Time Series Exercise - University of the Western Cape

advertisement
Change Detection Exercise:
Time Series Change Analysis
using
Standardized Principal
Components Analysis
INTRODUCTION
In the section covering image transormations, Principal Components Analysis was
applied as a form of data compression technique. The principal aim was to identify which
bands account for the the largest amount of variance and thus can be selected for use in
other analysis tasks like image classification or simply for purpose of image enhancement
by combining information from various spectral bands. The variant of PCA used was
termed unstandardized PCA becuase it uses the variance-covariance matrix in the
calculation of eigenvalues and eigenvectors. The use of PCA in case was investigate
variance patterns in the spectral domain. In this exercise we are going to apply another
varianit of PCA known as the Standardized Principal Components Analysis to analyze
remotely sensed data in the temporal domain. The implementation of Standardized PCA
is based on the the use of a correlation matrix which is derived from the covariance
matrix by dividing by the standard deviation to produce a matrix of standard scores. This
procedure has been found to be very useful in the analysis of time series data sets where
the interest is in the identification of phenomena or signals that propagate over time.
Often it is applied to single band data (for example vegetation index maps) which map
only one given phenomena over the land surface e.g vegetation greenness. The
standardization is intended to minimize the undue influence of other extraneous factors
e.g. atmospheric interference (aerosols and water vapour), changes surface illumination
conditions, e.t.c.. In this way the different time variance patterns of the phenomena of
interest (in this case vegetation) can be extracted from the time series measurements
effectively.
THE TIME SERIES DATA
The data set used for this exercise consists of 60 monthly NDVI images (which we can
consider to be bands in a spectral sense) for Africa. The data set is part of USAID/FEWS
time series archive streching back to 1981. The data set is processed at NASA Goddard
Space Flight Center to support both FEWS and FAO's famine early warning activities.
The time series that we will use in this exercise is covers the period January 1986 to
December 1990. This period of special interest because it will enable us to investigate a
number of patterns of variations related to various factors that influence vegetation
reflectance patterns both bioclimatic and noise due to sensor instrument characteristics.

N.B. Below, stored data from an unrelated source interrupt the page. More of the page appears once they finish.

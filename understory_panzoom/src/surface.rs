// Copyright 2025 the Understory Authors
// SPDX-License-Identifier: Apache-2.0 OR MIT

use core::fmt;
use core::time::Duration;

use kurbo::Size;

use crate::emitter::ContentTransform;

/// Which of the two surfaces something refers to.
#[derive(Clone, Copy, Debug, PartialEq, Eq)]
pub enum SurfaceRole {
    /// The fixed-size visible area.
    Viewport,
    /// The pannable, zoomable element inside the viewport.
    Content,
}

impl fmt::Display for SurfaceRole {
    fn fmt(&self, f: &mut fmt::Formatter<'_>) -> fmt::Result {
        f.write_str(match self {
            Self::Viewport => "viewport",
            Self::Content => "content",
        })
    }
}

/// How the content surface should move to a newly emitted transform.
#[derive(Clone, Copy, Debug, PartialEq, Eq)]
pub enum Transition {
    /// Jump to the new transform.
    Instant,
    /// Animate to the new transform over the given duration.
    Animated(Duration),
}

/// A rectangular surface whose size can be measured.
///
/// Sizes are read on every update and must reflect the current layout.
pub trait Surface {
    /// Current size of the surface.
    ///
    /// For content surfaces this is the natural, unscaled size.
    fn size(&self) -> Size;
}

/// The surface that receives the pan/zoom transform.
pub trait ContentSurface: Surface {
    /// Sets how the next transform is applied.
    fn set_transition(&mut self, transition: Transition);

    /// Applies a new transform.
    fn set_transform(&mut self, transform: &ContentTransform);
}

/// Looks up surfaces by identifier (for example a selector).
///
/// Returning `None` means the identifier could not be resolved; the caller
/// reports it and degrades instead of failing hard.
pub trait SurfaceResolver {
    /// Viewport surface type.
    type Viewport: Surface;
    /// Content surface type.
    type Content: ContentSurface;

    /// Resolves the viewport surface named `id`.
    fn resolve_viewport(&mut self, id: &str) -> Option<Self::Viewport>;

    /// Resolves the content surface named `id`.
    fn resolve_content(&mut self, id: &str) -> Option<Self::Content>;
}
// Copyright 2025 the Understory Authors
// SPDX-License-Identifier: Apache-2.0 OR MIT

use alloc::string::String;

use kurbo::Size;

use crate::surface::SurfaceRole;

/// Reasons a [`PanZoom`](crate::PanZoom) cannot operate.
///
/// None of these cross the public API as a panic: constructors either return
/// them from [`PanZoom::try_new`](crate::PanZoom::try_new) or log them and
/// produce an inert instance.
#[derive(Clone, Debug, PartialEq, thiserror::Error)]
pub enum PanZoomError {
    /// The options did not name a surface.
    #[error("no {0} surface was specified")]
    MissingSurface(SurfaceRole),
    /// The resolver could not find the named surface.
    #[error("{role} surface `{id}` could not be resolved")]
    UnresolvedSurface {
        /// Which surface failed.
        role: SurfaceRole,
        /// The identifier that was looked up.
        id: String,
    },
    /// A surface has a zero, negative or non-finite dimension.
    #[error("degenerate surface size: viewport {viewport:?}, content {content:?}")]
    DegenerateGeometry {
        /// Measured viewport size.
        viewport: Size,
        /// Measured natural content size.
        content: Size,
    },
}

Each image has 256 columns by 320 rows. The original data was registered to an 8km
grid, we have contracted by averaging to 30km grid as a filter for high frequency noise
related to topographic variability. This spatial averaging procedures enables us to identify
a number of time signals of interest including those related to patterns of interannual
variability from vegetation index data. The images are named JAN86GV.IMG ..
DEC90.IMG. Each image file has a corresponding documentation file thus named
JAN86GV.DOC..DEC90GV.DOC.doc. Ancillary information includes a series of vector
files : COUNTRYH.VEC (country boundaries), COASTH.VEC (continental coastline),
LAKESH.VEC (lakes) and RIVERSH.VEC (major rivers).
PROCEDURE
NDVI Image exploration
P1.Use the display system of your software to examine the images named JAN86GV and
AUG86GV. These two images show the levels of NDVI over Africa for January 1986
and August 1986 respectively. As you can note the highest levels of NDVI are located in
the southern hemisphere in January and in the northern hemisphere in August. This show
in a broad manner the variation in the pattern and location of maximum vegetation
greenness that is related to the climatic growing seasons. In general desert areas (the
Sahara in the north, and Namib - Kalahari in southwest) show low levels of NDVI
irrespective of the NDVI as they are largely devoid of vegetation. You can visually
examine the images for the remaining months in 1986 using your display system.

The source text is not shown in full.